Minister of Economic Development and Business of Navarre
- In office 23 July 2015 – 4 February 2021
- President: Uxue Barkos María Chivite
- Succeeded by: Mikel Irujo

First Vice President of Navarre
- In office 23 July 2015 – 6 August 2019
- President: Uxue Barkos
- Preceded by: Lourdes Goicoechea
- Succeeded by: Javier Remírez

Member of the Parliament of Navarre
- In office 15 June 2011 – 27 July 2015
- Succeeded by: Consuelo Satrustegi
- Incumbent
- Assumed office 19 June 2019

Personal details
- Born: Manuel Ayerdi Olaizola 13 January 1967 (age 59) San Sebastián, Basque Country, Spain
- Party: Basque Nationalist Party
- Other political affiliations: Geroa Bai
- Education: University of Deusto
- Occupation: Economist, Politician
- ↑ Minister for Economic Development from July 2015 to August 2019. Minister of Economic Development and Business since August 2019.;

= Manu Ayerdi =

Basque politician (born 1967)

Manuel Ayerdi Olaizola (born 13 January 1967) is a Spanish economist, politician, Minister of Economic Development and Business of Navarre and a member of the Parliament of Navarre. He was previously First Vice President of Navarre.

==Early life==
Aierdi was born on 13 January 1967 in San Sebastián (Donostia), Basque Country, Spain. In 1989, he received a degree in economics and business administration from the San Sebastián campus of the University of Deusto. He has a post-graduate degree (1996) in financial management in SMEs.

==Career==
Aierdi joined the marketing department of information and communications technology company Ibermática in 1989. He was economic and financial director of Alcer, a construction company, from 1991 to 2001, as well as director of quality systems, prevention and environment at Alcer. Between 2001 and 2012, he was director of economic-financial and corporate services at Arian and the company's legal representative in China between 2004 and 2011.

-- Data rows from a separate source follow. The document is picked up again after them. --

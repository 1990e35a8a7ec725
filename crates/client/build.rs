//! Compiles the device status RPC contract from `proto/device_status.proto`.
//!
//! Only client stubs are generated -- the serving side lives in the
//! devices themselves, outside this workspace. Generated code lands in
//! `$OUT_DIR` and is included via `tonic::include_proto!`.

fn main() -> Result<(), Box<dyn std::error::Error>> {
    let proto_file = "../../proto/device_status.proto";

    println!("cargo:rerun-if-changed={proto_file}");

    tonic_build::configure()
        .build_server(false)
        .build_client(true)
        .compile_protos(&[proto_file], &["../../proto"])?;

    Ok(())
}
//! Integration tests for the health check endpoint and general HTTP behaviour.

mod common;

use axum::body::Body;
use axum::http::{Method, Request, StatusCode};
use common::{body_json, get};
use sqlx::PgPool;
use tower::ServiceExt;

#[sqlx::test(migrations = "../db/migrations")]
async fn health_check_returns_ok_with_json(pool: PgPool) {
    let app = common::build_test_app(pool);
    let response = get(app, "/health").await;

    assert_eq!(response.status(), StatusCode::OK);

    let json = body_json(response).await;
    assert_eq!(json["status"], "ok");
    assert!(json["version"].is_string());
    assert_eq!(json["db_healthy"], true);
}

#[sqlx::test(migrations = "../db/migrations")]
async fn unknown_route_returns_404(pool: PgPool) {
    let app = common::build_test_app(pool);
    let response = get(app, "/this-route-does-not-exist").await;

    assert_eq!(response.status(), StatusCode::NOT_FOUND);
}

#[sqlx::test(migrations = "../db/migrations")]
async fn response_contains_x_request_id_header(pool: PgPool) {
    let app = common::build_test_app(pool);
    let response = get(app, "/health").await;

    assert_eq!(response.status(), StatusCode::OK);

    let request_id = response.headers().get("x-request-id");
    assert!(
        request_id.is_some(),
        "Response must contain an x-request-id header"
    );

    // The value should be a valid UUID (36 chars with hyphens).
    let id_str = request_id.unwrap().to_str().unwrap();
    assert_eq!(id_str.len(), 36, "x-request-id should be a UUID string");
}

#[sqlx::test(migrations = "../db/migrations")]
async fn cors_preflight_returns_correct_headers(pool: PgPool) {
    let app = common::build_test_app(pool);

    // CORS preflight requires custom headers, so the request is built
    // manually.
    let request = Request::builder()
        .method(Method::OPTIONS)
        .uri("/api/v1/devices")
        .header("Origin", "http://localhost:5173")
        .header("Access-Control-Request-Method", "GET")
        .header("Access-Control-Request-Headers", "content-type")
        .body(Body::empty())
        .unwrap();

    let response = app.oneshot(request).await.unwrap();
    assert_eq!(response.status(), StatusCode::OK);

    let headers = response.headers();

    let allow_origin = headers
        .get("access-control-allow-origin")
        .expect("Missing Access-Control-Allow-Origin header")
        .to_str()
        .unwrap();
    assert_eq!(allow_origin, "http://localhost:5173");

    let allow_methods = headers
        .get("access-control-allow-methods")
        .expect("Missing Access-Control-Allow-Methods header")
        .to_str()
        .unwrap();
    assert!(
        allow_methods.contains("GET"),
        "Allow-Methods should contain GET, got: {allow_methods}"
    );
}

In the 1990s, Aierdi taught human resources management models at the University of Deusto's Faculty of Economic and Business Sciences.

Aierdi has been affiliated with the Basque Nationalist Party (EAJ) since 2003 and was an executive member of its Navarrese branch, the Napar Buru Batzarra (NBB), from 2008 to 2012. He was president of NBB from 2012 to 2015.

Aierdi contested the 2011 regional election in Navarre as an Nafarroa Bai electoral alliance candidate and was elected to the Parliament of Navarre. He was re-elected at the 2015 regional election as a Geroa Bai candidate.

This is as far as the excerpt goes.